Given records: Begin

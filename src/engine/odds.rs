//! Odds representations and conversions.
//!
//! Decimal odds are the pivot format: every conversion goes through decimal,
//! and every downstream computation (Kelly, margin, EV) takes decimal odds.
//!
//! - American +150 -> 2.50, American -110 -> 1.909
//! - Fractional "5/2" -> 3.50
//! - Implied probability = 1 / decimal

use crate::error::{check_finite, EngineError, Result};
use serde::{Deserialize, Serialize};
use std::fmt;
use std::str::FromStr;

/// Largest denominator tried when approximating decimal odds as a fraction.
const MAX_FRACTION_DENOMINATOR: u32 = 100;
/// Stop searching once the fraction is this close.
const FRACTION_PRECISION: f64 = 1e-6;

#[derive(Debug, Clone, Copy, PartialEq, Eq, Hash, Serialize, Deserialize)]
#[serde(rename_all = "lowercase")]
pub enum OddsFormat {
    American,
    Decimal,
    Fractional,
}

impl FromStr for OddsFormat {
    type Err = EngineError;

    fn from_str(s: &str) -> Result<Self> {
        match s.trim().to_ascii_lowercase().as_str() {
            "american" => Ok(OddsFormat::American),
            "decimal" => Ok(OddsFormat::Decimal),
            "fractional" => Ok(OddsFormat::Fractional),
            other => Err(EngineError::UnsupportedFormat(other.to_string())),
        }
    }
}

impl fmt::Display for OddsFormat {
    fn fmt(&self, f: &mut fmt::Formatter<'_>) -> fmt::Result {
        let s = match self {
            OddsFormat::American => "american",
            OddsFormat::Decimal => "decimal",
            OddsFormat::Fractional => "fractional",
        };
        f.write_str(s)
    }
}

/// An odds value tagged with its format.
#[derive(Debug, Clone, Copy, PartialEq, Serialize, Deserialize)]
#[serde(tag = "format", content = "value", rename_all = "lowercase")]
pub enum Odds {
    American(f64),
    Decimal(f64),
    Fractional { numerator: u32, denominator: u32 },
}

/// Odds as they arrive from a caller: a bare number or a string such as
/// `"5/2"` or `"-110"`. Only meaningful together with an [`OddsFormat`].
#[derive(Debug, Clone, PartialEq, Serialize, Deserialize)]
#[serde(untagged)]
pub enum RawOdds {
    Number(f64),
    Text(String),
}

impl From<f64> for RawOdds {
    fn from(v: f64) -> Self {
        RawOdds::Number(v)
    }
}

impl From<&str> for RawOdds {
    fn from(s: &str) -> Self {
        RawOdds::Text(s.to_string())
    }
}

impl Odds {
    /// Interpret a raw caller value in the given format.
    pub fn parse(raw: &RawOdds, format: OddsFormat) -> Result<Self> {
        match (format, raw) {
            (OddsFormat::Fractional, RawOdds::Text(s)) => parse_fraction(s),
            (OddsFormat::Fractional, RawOdds::Number(n)) => Err(EngineError::invalid(
                "fractional odds",
                n,
                "expected a \"numerator/denominator\" string",
            )),
            (_, RawOdds::Number(n)) => Ok(Self::numeric(format, check_finite("odds", *n)?)),
            (_, RawOdds::Text(s)) => {
                let n: f64 = s
                    .trim()
                    .trim_start_matches('+')
                    .parse()
                    .map_err(|_| EngineError::invalid("odds", s, "not a number"))?;
                Ok(Self::numeric(format, check_finite("odds", n)?))
            }
        }
    }

    fn numeric(format: OddsFormat, n: f64) -> Self {
        match format {
            OddsFormat::American => Odds::American(n),
            _ => Odds::Decimal(n),
        }
    }

    pub fn format(&self) -> OddsFormat {
        match self {
            Odds::American(_) => OddsFormat::American,
            Odds::Decimal(_) => OddsFormat::Decimal,
            Odds::Fractional { .. } => OddsFormat::Fractional,
        }
    }

    /// Convert to decimal odds. The result is always > 1.
    pub fn to_decimal(&self) -> Result<f64> {
        let decimal = match *self {
            Odds::American(a) => american_to_decimal(a)?,
            Odds::Decimal(d) => d,
            Odds::Fractional {
                numerator,
                denominator,
            } => {
                if denominator == 0 {
                    return Err(EngineError::invalid(
                        "fractional odds",
                        self,
                        "denominator must be non-zero",
                    ));
                }
                numerator as f64 / denominator as f64 + 1.0
            }
        };
        validate_decimal(decimal)
    }

    /// Express decimal odds in the requested format.
    pub fn from_decimal(decimal: f64, format: OddsFormat) -> Result<Self> {
        match format {
            OddsFormat::Decimal => Ok(Odds::Decimal(validate_decimal(decimal)?)),
            OddsFormat::American => Ok(Odds::American(decimal_to_american(decimal)?)),
            OddsFormat::Fractional => {
                let (numerator, denominator) = decimal_to_fractional(decimal)?;
                Ok(Odds::Fractional {
                    numerator,
                    denominator,
                })
            }
        }
    }

    /// Convert between formats, going through decimal.
    pub fn convert(&self, to: OddsFormat) -> Result<Self> {
        if self.format() == to {
            self.to_decimal()?;
            return Ok(*self);
        }
        Self::from_decimal(self.to_decimal()?, to)
    }

    pub fn implied_probability(&self) -> Result<f64> {
        implied_probability(self.to_decimal()?)
    }
}

impl fmt::Display for Odds {
    fn fmt(&self, f: &mut fmt::Formatter<'_>) -> fmt::Result {
        match self {
            Odds::American(a) if *a > 0.0 => write!(f, "+{}", a),
            Odds::American(a) => write!(f, "{}", a),
            Odds::Decimal(d) => write!(f, "{:.3}", d),
            Odds::Fractional {
                numerator,
                denominator,
            } => write!(f, "{}/{}", numerator, denominator),
        }
    }
}

fn parse_fraction(s: &str) -> Result<Odds> {
    let (num, den) = s
        .trim()
        .split_once('/')
        .ok_or_else(|| EngineError::invalid("fractional odds", s, "expected \"numerator/denominator\""))?;
    let numerator: u32 = num
        .trim()
        .parse()
        .map_err(|_| EngineError::invalid("fractional odds", s, "numerator is not a whole number"))?;
    let denominator: u32 = den
        .trim()
        .parse()
        .map_err(|_| EngineError::invalid("fractional odds", s, "denominator is not a whole number"))?;
    if denominator == 0 {
        return Err(EngineError::invalid(
            "fractional odds",
            s,
            "denominator must be non-zero",
        ));
    }
    Ok(Odds::Fractional {
        numerator,
        denominator,
    })
}

/// Reject decimal odds that do not encode a positive net payoff.
pub fn validate_decimal(decimal: f64) -> Result<f64> {
    if !decimal.is_finite() || decimal <= 1.0 {
        return Err(EngineError::invalid(
            "decimal odds",
            decimal,
            "must be greater than 1",
        ));
    }
    Ok(decimal)
}

/// American odds to decimal.
/// Positive (e.g., +150): 150/100 + 1 = 2.50
/// Negative (e.g., -150): 100/150 + 1 = 1.667
pub fn american_to_decimal(american: f64) -> Result<f64> {
    let american = check_finite("american odds", american)?;
    if american == 0.0 {
        return Err(EngineError::invalid(
            "american odds",
            american,
            "0 is the no-bet sentinel, not a price",
        ));
    }
    if american > 0.0 {
        Ok(american / 100.0 + 1.0)
    } else {
        Ok(100.0 / american.abs() + 1.0)
    }
}

/// Decimal odds to (rounded) American odds.
///
/// Decimal exactly 1 has no American price; see
/// [`decimal_to_american_or_no_bet`] for the sentinel variant.
pub fn decimal_to_american(decimal: f64) -> Result<f64> {
    if decimal == 1.0 {
        return Err(EngineError::degenerate(
            "decimal_to_american",
            "decimal odds of exactly 1 have zero net payoff",
        ));
    }
    let decimal = validate_decimal(decimal)?;
    if decimal >= 2.0 {
        Ok(((decimal - 1.0) * 100.0).round())
    } else {
        Ok((-100.0 / (decimal - 1.0)).round())
    }
}

/// Same as [`decimal_to_american`] but maps decimal 1 to the American `0`
/// "no bet" sentinel instead of failing.
pub fn decimal_to_american_or_no_bet(decimal: f64) -> Result<f64> {
    if decimal == 1.0 {
        return Ok(0.0);
    }
    decimal_to_american(decimal)
}

/// Best fraction for `decimal - 1` with denominator <= 100, reduced.
///
/// Odds whose net payoff is below half of 1/100 have no such fraction
/// (`ArithmeticDegenerate`), and a net payoff beyond `u32::MAX` cannot be
/// written as one (`InvalidInput`).
pub fn decimal_to_fractional(decimal: f64) -> Result<(u32, u32)> {
    let decimal = validate_decimal(decimal)?;
    let target = decimal - 1.0;
    if target.round() > u32::MAX as f64 {
        return Err(EngineError::invalid(
            "decimal odds",
            decimal,
            "odds too large for a fraction",
        ));
    }

    let mut best = (1u32, 1u32);
    let mut best_error = (target - 1.0).abs();

    for denominator in 1..=MAX_FRACTION_DENOMINATOR {
        let numerator = (target * denominator as f64).round();
        if numerator > u32::MAX as f64 {
            // larger denominators only grow the numerator
            break;
        }
        let error = (target - numerator / denominator as f64).abs();
        if error < best_error {
            best = (numerator as u32, denominator);
            best_error = error;
            if error < FRACTION_PRECISION {
                break;
            }
        }
    }

    if best.0 == 0 {
        return Err(EngineError::degenerate(
            "decimal_to_fractional",
            "net payoff rounds to 0/1 at denominators up to 100",
        ));
    }

    let divisor = gcd(best.0, best.1);
    Ok((best.0 / divisor, best.1 / divisor))
}

fn gcd(a: u32, b: u32) -> u32 {
    if b == 0 {
        a.max(1)
    } else {
        gcd(b, a % b)
    }
}

/// Probability encoded by decimal odds, ignoring margin.
pub fn implied_probability(decimal: f64) -> Result<f64> {
    Ok(1.0 / validate_decimal(decimal)?)
}

#[cfg(test)]
mod tests {
    use super::*;
    use rand::rngs::StdRng;
    use rand::{Rng, SeedableRng};

    #[test]
    fn test_american_to_decimal() {
        assert!((american_to_decimal(150.0).unwrap() - 2.5).abs() < 1e-9);
        assert!((american_to_decimal(-150.0).unwrap() - 1.666_666).abs() < 1e-5);
        assert!((american_to_decimal(-110.0).unwrap() - 1.909_09).abs() < 1e-4);
        assert!(american_to_decimal(0.0).is_err());
    }

    #[test]
    fn test_decimal_to_american_both_branches() {
        assert_eq!(decimal_to_american(2.5).unwrap(), 150.0);
        assert_eq!(decimal_to_american(2.0).unwrap(), 100.0);
        assert_eq!(decimal_to_american(1.5).unwrap(), -200.0);
        // 1.909 -> -110.01 -> -110
        assert_eq!(decimal_to_american(1.909).unwrap(), -110.0);
    }

    #[test]
    fn test_decimal_one_is_degenerate_unless_sentinel() {
        assert!(matches!(
            decimal_to_american(1.0),
            Err(EngineError::ArithmeticDegenerate { .. })
        ));
        assert_eq!(decimal_to_american_or_no_bet(1.0).unwrap(), 0.0);
        assert!(matches!(
            decimal_to_american(0.8),
            Err(EngineError::InvalidInput { .. })
        ));
    }

    #[test]
    fn test_fractional_conversions() {
        let odds = Odds::parse(&"5/2".into(), OddsFormat::Fractional).unwrap();
        assert!((odds.to_decimal().unwrap() - 3.5).abs() < 1e-9);

        assert_eq!(decimal_to_fractional(3.5).unwrap(), (5, 2));
        assert_eq!(decimal_to_fractional(2.0).unwrap(), (1, 1));
        // 1.909... = 10/11 + 1
        assert_eq!(decimal_to_fractional(1.0 + 10.0 / 11.0).unwrap(), (10, 11));
        // 4/6 reduces to 2/3
        assert_eq!(decimal_to_fractional(1.0 + 4.0 / 6.0).unwrap(), (2, 3));
    }

    #[test]
    fn test_fraction_near_even_money_floor() {
        // 0.004 * 100 rounds to 0 at every denominator
        assert!(matches!(
            decimal_to_fractional(1.004),
            Err(EngineError::ArithmeticDegenerate { .. })
        ));
        assert!(Odds::Decimal(1.004).convert(OddsFormat::Fractional).is_err());
        assert_eq!(decimal_to_fractional(1.01).unwrap(), (1, 100));
    }

    #[test]
    fn test_fraction_too_large_is_rejected() {
        assert!(matches!(
            decimal_to_fractional(5e9),
            Err(EngineError::InvalidInput { .. })
        ));
        // 4_000_000_000 / 1 still fits in a u32
        assert_eq!(decimal_to_fractional(4e9 + 1.0).unwrap(), (4_000_000_000, 1));
    }

    #[test]
    fn test_fraction_parse_errors() {
        assert!(Odds::parse(&"5-2".into(), OddsFormat::Fractional).is_err());
        assert!(Odds::parse(&"5/0".into(), OddsFormat::Fractional).is_err());
        assert!(Odds::parse(&RawOdds::Number(2.5), OddsFormat::Fractional).is_err());
    }

    #[test]
    fn test_parse_american_text_with_plus_sign() {
        let odds = Odds::parse(&"+150".into(), OddsFormat::American).unwrap();
        assert_eq!(odds, Odds::American(150.0));
    }

    #[test]
    fn test_unsupported_format() {
        let err = "moneyline".parse::<OddsFormat>().unwrap_err();
        assert_eq!(err, EngineError::UnsupportedFormat("moneyline".to_string()));
        assert_eq!("Decimal".parse::<OddsFormat>().unwrap(), OddsFormat::Decimal);
    }

    #[test]
    fn test_implied_probability() {
        assert!((implied_probability(2.0).unwrap() - 0.5).abs() < 1e-12);
        assert!((implied_probability(4.0).unwrap() - 0.25).abs() < 1e-12);
        assert!(implied_probability(1.0).is_err());
        let p = Odds::American(-110.0).implied_probability().unwrap();
        assert!((p - 0.5238).abs() < 1e-4, "got {p}");
    }

    #[test]
    fn test_convert_via_decimal() {
        let american = Odds::Fractional {
            numerator: 3,
            denominator: 2,
        }
        .convert(OddsFormat::American)
        .unwrap();
        assert_eq!(american, Odds::American(150.0));

        let frac = Odds::American(-200.0).convert(OddsFormat::Fractional).unwrap();
        assert_eq!(
            frac,
            Odds::Fractional {
                numerator: 1,
                denominator: 2
            }
        );
    }

    #[test]
    fn test_american_round_trip_within_rounding() {
        // Integer American odds lose at most half a unit, which is at most
        // 0.005 in decimal terms on either branch.
        let mut rng = StdRng::seed_from_u64(7);
        for _ in 0..2_000 {
            let d: f64 = rng.gen_range(1.01..50.0);
            let american = decimal_to_american(d).unwrap();
            let back = american_to_decimal(american).unwrap();
            assert!((back - d).abs() <= 0.005 + 1e-9, "d={d}, american={american}, back={back}");
        }
    }

    #[test]
    fn test_display() {
        assert_eq!(Odds::American(150.0).to_string(), "+150");
        assert_eq!(Odds::American(-110.0).to_string(), "-110");
        assert_eq!(
            Odds::Fractional {
                numerator: 5,
                denominator: 2
            }
            .to_string(),
            "5/2"
        );
    }
}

Given records: End

* [Problem description]:
Would you return all lines from the preceding listing that contain the word "every"?

* [Result of this task]:
//! Decimal odds are the pivot format: every conversion goes through decimal,
//! and every downstream computation (Kelly, margin, EV) takes decimal odds.
        // 0.004 * 100 rounds to 0 at every denominator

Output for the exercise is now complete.